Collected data
§
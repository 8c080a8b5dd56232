//! 作用：无头原生库模型
//! 说明：在进程内模拟 trampoline 需要的那部分 wlroots 行为，用于测试与 demo：
//!   - 日志核心：安装了回调时每条消息都交给回调；未安装时走内置默认输出
//!     （stderr），只有这条路径按阈值过滤
//!   - 表面树：子表面分为 below / above 两组，遍历顺序与 wlroots 一致
//!     （below 子树 → 自身 → above 子树），偏移逐层累加
//! 限制：表面句柄是编码后的 ID，不是真实内存地址

use std::collections::HashMap;
use std::ffi::CStr;
use std::ptr::NonNull;
use std::sync::{Mutex, MutexGuard, PoisonError};

use libc::c_void;

use crate::ffi::{wlr_log_func_t, wlr_surface, wlr_surface_iterator_func_t};
use crate::log::LogImportance;
use crate::surface::Surface;
use crate::utils::id::IdCounter;

static SURFACE_ID_COUNTER: IdCounter = IdCounter::new();

/// 子表面相对父表面的堆叠位置。
#[derive(Debug, Clone, Copy, PartialEq, Eq)]
pub enum Placement {
    Below,
    Above,
}

struct Subsurface {
    id: u64,
    x: i32,
    y: i32,
}

#[derive(Default)]
struct HeadlessSurface {
    below: Vec<Subsurface>,
    above: Vec<Subsurface>,
}

struct HeadlessLog {
    verbosity: LogImportance,
    callback: Option<wlr_log_func_t>,
    // 默认输出（未安装回调时）记录在这里，便于检查“回退到原生默认行为”
    default_output: Vec<(LogImportance, String)>,
}

pub struct Headless {
    log: Mutex<HeadlessLog>,
    surfaces: Mutex<HashMap<u64, HeadlessSurface>>,
}

fn lock<T>(mutex: &Mutex<T>) -> MutexGuard<'_, T> {
    mutex.lock().unwrap_or_else(PoisonError::into_inner)
}

impl Headless {
    pub fn new() -> Self {
        Self {
            log: Mutex::new(HeadlessLog {
                verbosity: LogImportance::Error,
                callback: None,
                default_output: Vec::new(),
            }),
            surfaces: Mutex::new(HashMap::new()),
        }
    }

    pub fn log_init(&self, verbosity: LogImportance, callback: Option<wlr_log_func_t>) {
        let mut log = lock(&self.log);
        log.verbosity = verbosity;
        log.callback = callback;
    }

    pub fn log_emit(&self, importance: LogImportance, msg: &CStr) {
        let callback = {
            let mut log = lock(&self.log);
            match log.callback {
                Some(callback) => callback,
                None => {
                    // 与 wlroots 一致：只有默认输出按阈值过滤
                    if !log.verbosity.allows(importance) {
                        return;
                    }
                    let text = msg.to_string_lossy().into_owned();
                    eprintln!("[headless] [{importance:?}] {text}");
                    log.default_output.push((importance, text));
                    return;
                }
            }
        };

        // 回调在锁外调用：回调里可能重新配置日志
        unsafe { callback(importance.to_raw(), msg.as_ptr()) }
    }

    /// 取走默认输出记录的所有消息。
    pub fn take_default_log(&self) -> Vec<(LogImportance, String)> {
        std::mem::take(&mut lock(&self.log).default_output)
    }

    pub fn create_surface(&self) -> Surface {
        let id = SURFACE_ID_COUNTER.next();
        lock(&self.surfaces).insert(id, HeadlessSurface::default());
        surface_from_id(id)
    }

    /// 在 `parent` 下创建子表面，`(x, y)` 相对父表面。父表面未知时返回 `None`。
    pub fn add_subsurface(
        &self,
        parent: Surface,
        x: i32,
        y: i32,
        placement: Placement,
    ) -> Option<Surface> {
        let parent_id = id_from_ptr(parent.as_ptr());
        let mut surfaces = lock(&self.surfaces);
        if !surfaces.contains_key(&parent_id) {
            return None;
        }

        let id = SURFACE_ID_COUNTER.next();
        surfaces.insert(id, HeadlessSurface::default());

        let parent = surfaces.get_mut(&parent_id)?;
        let sub = Subsurface { id, x, y };
        match placement {
            Placement::Below => parent.below.push(sub),
            Placement::Above => parent.above.push(sub),
        }

        Some(surface_from_id(id))
    }

    pub fn surface_count(&self) -> usize {
        lock(&self.surfaces).len()
    }

    /// # Safety
    ///
    /// `iterator` 必须能正确解释 `data`。未知的 `root` 不会产生任何回调。
    pub unsafe fn for_each_surface(
        &self,
        root: *mut wlr_surface,
        iterator: wlr_surface_iterator_func_t,
        data: *mut c_void,
    ) {
        // 先在锁内收集访问序列，再在锁外回调：回调里可以继续创建表面
        let visits = {
            let surfaces = lock(&self.surfaces);
            let mut visits = Vec::new();
            collect_visits(&surfaces, id_from_ptr(root), 0, 0, &mut visits);
            visits
        };

        for (id, sx, sy) in visits {
            iterator(id as usize as *mut wlr_surface, sx, sy, data);
        }
    }
}

impl Default for Headless {
    fn default() -> Self {
        Self::new()
    }
}

fn collect_visits(
    surfaces: &HashMap<u64, HeadlessSurface>,
    id: u64,
    sx: i32,
    sy: i32,
    out: &mut Vec<(u64, i32, i32)>,
) {
    let Some(surface) = surfaces.get(&id) else {
        return;
    };

    // 偏移按 C 的 int 语义回绕，不在深层大偏移时 panic
    for sub in &surface.below {
        collect_visits(surfaces, sub.id, sx.wrapping_add(sub.x), sy.wrapping_add(sub.y), out);
    }
    out.push((id, sx, sy));
    for sub in &surface.above {
        collect_visits(surfaces, sub.id, sx.wrapping_add(sub.x), sy.wrapping_add(sub.y), out);
    }
}

fn id_from_ptr(ptr: *mut wlr_surface) -> u64 {
    ptr as usize as u64
}

fn surface_from_id(id: u64) -> Surface {
    // ID 从 1 开始，不会为空
    let ptr = NonNull::new(id as usize as *mut wlr_surface).unwrap_or(NonNull::dangling());
    Surface::from_non_null(ptr)
}

#[cfg(test)]
mod tests {
    use std::cell::RefCell;

    use super::*;

    unsafe extern "C" fn collect(surface: *mut wlr_surface, sx: i32, sy: i32, data: *mut c_void) {
        let out = &*(data as *const RefCell<Vec<(usize, i32, i32)>>);
        out.borrow_mut().push((surface as usize, sx, sy));
    }

    fn walk(headless: &Headless, root: Surface) -> Vec<(usize, i32, i32)> {
        let out = RefCell::new(Vec::new());
        unsafe {
            headless.for_each_surface(
                root.as_ptr(),
                collect,
                &out as *const _ as *mut c_void,
            );
        }
        out.into_inner()
    }

    #[test]
    fn below_self_above_order_with_accumulated_offsets() {
        let headless = Headless::new();
        let root = headless.create_surface();
        let above = headless.add_subsurface(root, 10, 20, Placement::Above).unwrap();
        let below = headless.add_subsurface(root, -5, 0, Placement::Below).unwrap();
        let nested = headless.add_subsurface(above, 1, 1, Placement::Above).unwrap();

        let visits = walk(&headless, root);
        let ids: Vec<_> = visits.iter().map(|v| v.0).collect();
        assert_eq!(
            ids,
            [below, root, above, nested].map(|s| s.as_ptr() as usize)
        );
        assert_eq!(visits[0].1, -5);
        assert_eq!((visits[3].1, visits[3].2), (11, 21));
    }

    #[test]
    fn unknown_root_visits_nothing() {
        let headless = Headless::new();
        let other = Headless::new();
        let foreign = other.create_surface();
        assert!(walk(&headless, foreign).is_empty());
        assert!(headless.add_subsurface(foreign, 0, 0, Placement::Above).is_none());
    }

    #[test]
    fn large_offsets_do_not_overflow() {
        let headless = Headless::new();
        let root = headless.create_surface();
        let far = headless.add_subsurface(root, i32::MAX, 0, Placement::Above).unwrap();
        headless.add_subsurface(far, 1, -1, Placement::Above).unwrap();

        let offsets: Vec<_> = walk(&headless, root).iter().map(|v| (v.1, v.2)).collect();
        assert_eq!(offsets, [(0, 0), (i32::MAX, 0), (i32::MIN, -1)]);
    }

    unsafe extern "C" fn record_raw(importance: u32, msg: *const libc::c_char) {
        let text = CStr::from_ptr(msg).to_string_lossy().into_owned();
        RAW_SEEN.with(|seen| seen.borrow_mut().push((importance, text)));
    }

    thread_local! {
        static RAW_SEEN: RefCell<Vec<(u32, String)>> = const { RefCell::new(Vec::new()) };
    }

    #[test]
    fn installed_callback_sees_every_importance() {
        let headless = Headless::new();
        headless.log_init(LogImportance::Error, Some(record_raw));

        headless.log_emit(LogImportance::Debug, c"debug");
        headless.log_emit(LogImportance::Error, c"error");

        let seen = RAW_SEEN.with(|seen| seen.take());
        assert_eq!(
            seen,
            vec![
                (LogImportance::Debug.to_raw(), String::from("debug")),
                (LogImportance::Error.to_raw(), String::from("error")),
            ]
        );
        assert!(headless.take_default_log().is_empty());
    }

    #[test]
    fn default_logger_respects_verbosity() {
        let headless = Headless::new();
        headless.log_init(LogImportance::Info, None);

        headless.log_emit(LogImportance::Debug, c"too verbose");
        headless.log_emit(LogImportance::Info, c"kept");

        assert_eq!(
            headless.take_default_log(),
            vec![(LogImportance::Info, String::from("kept"))]
        );
        assert!(headless.take_default_log().is_empty());
    }
}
§
■ What this task involves
Retype the portion of the data above that starts on the line with "fn walk(headless: &Headless, root: Surface)" and finishes on the line with "assert!(walk(&headless, foreign).is_empty());", including both of those lines.

■ Result of this exercise
    fn walk(headless: &Headless, root: Surface) -> Vec<(usize, i32, i32)> {
        let out = RefCell::new(Vec::new());
        unsafe {
            headless.for_each_surface(
                root.as_ptr(),
                collect,
                &out as *const _ as *mut c_void,
            );
        }
        out.into_inner()
    }

    #[test]
    fn below_self_above_order_with_accumulated_offsets() {
        let headless = Headless::new();
        let root = headless.create_surface();
        let above = headless.add_subsurface(root, 10, 20, Placement::Above).unwrap();
        let below = headless.add_subsurface(root, -5, 0, Placement::Below).unwrap();
        let nested = headless.add_subsurface(above, 1, 1, Placement::Above).unwrap();

        let visits = walk(&headless, root);
        let ids: Vec<_> = visits.iter().map(|v| v.0).collect();
        assert_eq!(
            ids,
            [below, root, above, nested].map(|s| s.as_ptr() as usize)
        );
        assert_eq!(visits[0].1, -5);
        assert_eq!((visits[3].1, visits[3].2), (11, 21));
    }

    #[test]
    fn unknown_root_visits_nothing() {
        let headless = Headless::new();
        let other = Headless::new();
        let foreign = other.create_surface();
        assert!(walk(&headless, foreign).is_empty());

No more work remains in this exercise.